[Records drawn from a dataset]
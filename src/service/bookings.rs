use std::sync::Arc;

use chrono::{DateTime, Utc};
use futures::FutureExt;
use serde_json::json;
use uuid::Uuid;

use crate::db::TenantDb;
use crate::error::AppError;
use crate::models::CarStatus;
use crate::payments::PaymentProcessor;
use crate::repository::{bookings, cars, payments};
use crate::tenant::SchemaName;
use crate::webhooks::WebhookNotifier;

#[derive(Debug, Clone, Copy)]
pub struct CreateBooking {
    pub car_id: Uuid,
    pub customer_id: Uuid,
    pub start_time: DateTime<Utc>,
    pub end_time: DateTime<Utc>,
}

#[derive(Debug, Clone, Copy)]
pub struct ReturnCar {
    pub final_odometer: i64,
    pub damage_cost_cents: i64,
}

#[derive(Debug, Clone, Copy)]
pub struct ReturnOutcome {
    pub booking_id: Uuid,
    pub billed_days: i64,
    pub total_amount_cents: i64,
    pub car_status: CarStatus,
}

/// Whole 24h units of the rental interval, truncated, never below one
/// billable day.
pub(crate) fn billed_days(start: DateTime<Utc>, end: DateTime<Utc>) -> i64 {
    (end - start).num_days().max(1)
}

/// Owns the reservation lifecycle. The booking status and (through the
/// return flow) the car status are written nowhere else.
#[derive(Clone)]
pub struct BookingService {
    db: TenantDb,
    processor: Arc<dyn PaymentProcessor>,
    notifier: WebhookNotifier,
}

impl BookingService {
    pub fn new(db: TenantDb, processor: Arc<dyn PaymentProcessor>, notifier: WebhookNotifier) -> Self {
        Self { db, processor, notifier }
    }

    /// Reserves a car. Inside one transaction: the car row is locked, its
    /// availability checked under the lock, the booking inserted as
    /// `pending`, and the car flipped to `rented`. Of N concurrent callers
    /// for the same car, the first to acquire the lock wins; every other
    /// observes a non-available status and gets a conflict.
    pub async fn create_booking(
        &self,
        tenant: &SchemaName,
        req: CreateBooking,
    ) -> Result<Uuid, AppError> {
        if req.end_time <= req.start_time {
            return Err(AppError::Validation("end_time must be after start_time".to_string()));
        }

        let booking_id = self
            .db
            .run_scoped(tenant, move |conn| {
                async move {
                    let car = cars::lock_for_update(conn, req.car_id)
                        .await?
                        .ok_or_else(|| AppError::NotFound(format!("car {} not found", req.car_id)))?;

                    if car.status != CarStatus::Available {
                        return Err(AppError::Conflict(format!(
                            "car is not available (status: {})",
                            car.status
                        )));
                    }

                    let booking_id = bookings::insert(
                        conn,
                        req.car_id,
                        req.customer_id,
                        req.start_time,
                        req.end_time,
                    )
                    .await?;

                    cars::set_status(conn, req.car_id, CarStatus::Rented).await?;
                    Ok(booking_id)
                }
                .boxed()
            })
            .await?;

        tracing::info!("Created booking {} for car {}", booking_id, req.car_id);
        self.notifier.notify(
            tenant,
            "booking.created",
            json!({
                "booking_id": booking_id,
                "car_id": req.car_id,
                "customer_id": req.customer_id,
                "start_time": req.start_time,
                "end_time": req.end_time,
            }),
        );
        Ok(booking_id)
    }

    /// Settles a booking. The damage-cost precondition is checked before
    /// any transaction opens; the rest runs in one unit under the booking
    /// row lock: terminal-state guard, pricing, external capture (keyed by
    /// a deterministic idempotency token so a retried return can never
    /// double-capture), then booking/car/payment writes. The commit only
    /// happens after the capture succeeded; on capture failure every
    /// write is rolled back and the booking stays returnable.
    pub async fn return_car(
        &self,
        tenant: &SchemaName,
        booking_id: Uuid,
        req: ReturnCar,
    ) -> Result<ReturnOutcome, AppError> {
        if req.damage_cost_cents < 0 {
            return Err(AppError::Validation("damage cost cannot be negative".to_string()));
        }

        let processor = Arc::clone(&self.processor);
        let outcome = self
            .db
            .run_scoped(tenant, move |conn| {
                async move {
                    let settlement = bookings::lock_settlement(conn, booking_id)
                        .await?
                        .ok_or_else(|| {
                            AppError::NotFound(format!(
                                "booking {booking_id} not found or payment missing"
                            ))
                        })?;

                    if settlement.status.is_terminal() {
                        return Err(AppError::Conflict(format!(
                            "booking is already {}",
                            settlement.status
                        )));
                    }

                    let days = billed_days(settlement.start_time, settlement.end_time);
                    let rental_cost = days * settlement.daily_rate_cents;
                    let total = rental_cost + req.damage_cost_cents;

                    // Capture runs under the row lock, before commit: a
                    // completed booking can never be recorded without
                    // captured funds.
                    let idempotency_key = format!("capture_{booking_id}");
                    processor
                        .capture(&settlement.processor_ref, total, &idempotency_key)
                        .await
                        .map_err(|e| AppError::Settlement(e.to_string()))?;

                    bookings::complete(conn, booking_id, req.final_odometer, req.damage_cost_cents, total)
                        .await?;

                    let car_status = CarStatus::after_return(req.damage_cost_cents);
                    cars::set_status_and_odometer(conn, settlement.car_id, car_status, req.final_odometer)
                        .await?;

                    payments::mark_captured(conn, &settlement.processor_ref, total).await?;

                    Ok(ReturnOutcome {
                        booking_id,
                        billed_days: days,
                        total_amount_cents: total,
                        car_status,
                    })
                }
                .boxed()
            })
            .await?;

        tracing::info!(
            "Completed booking {} ({} days, {} cents)",
            booking_id,
            outcome.billed_days,
            outcome.total_amount_cents
        );
        self.notifier.notify(
            tenant,
            "booking.completed",
            json!({
                "booking_id": booking_id,
                "total_amount_cents": outcome.total_amount_cents,
                "car_status": outcome.car_status,
            }),
        );
        Ok(outcome)
    }

    /// Plain read of current booking state.
    pub async fn get_booking(
        &self,
        tenant: &SchemaName,
        booking_id: Uuid,
    ) -> Result<crate::models::Booking, AppError> {
        self.db
            .run_scoped(tenant, move |conn| {
                async move {
                    bookings::find(conn, booking_id)
                        .await?
                        .ok_or_else(|| AppError::NotFound(format!("booking {booking_id} not found")))
                }
                .boxed()
            })
            .await
    }
}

_WORK REQUIRED:_
The answer must consist of each line in the entries above that includes "CreateBooking".

_SOLVED EXERCISE:_
pub struct CreateBooking {
        req: CreateBooking,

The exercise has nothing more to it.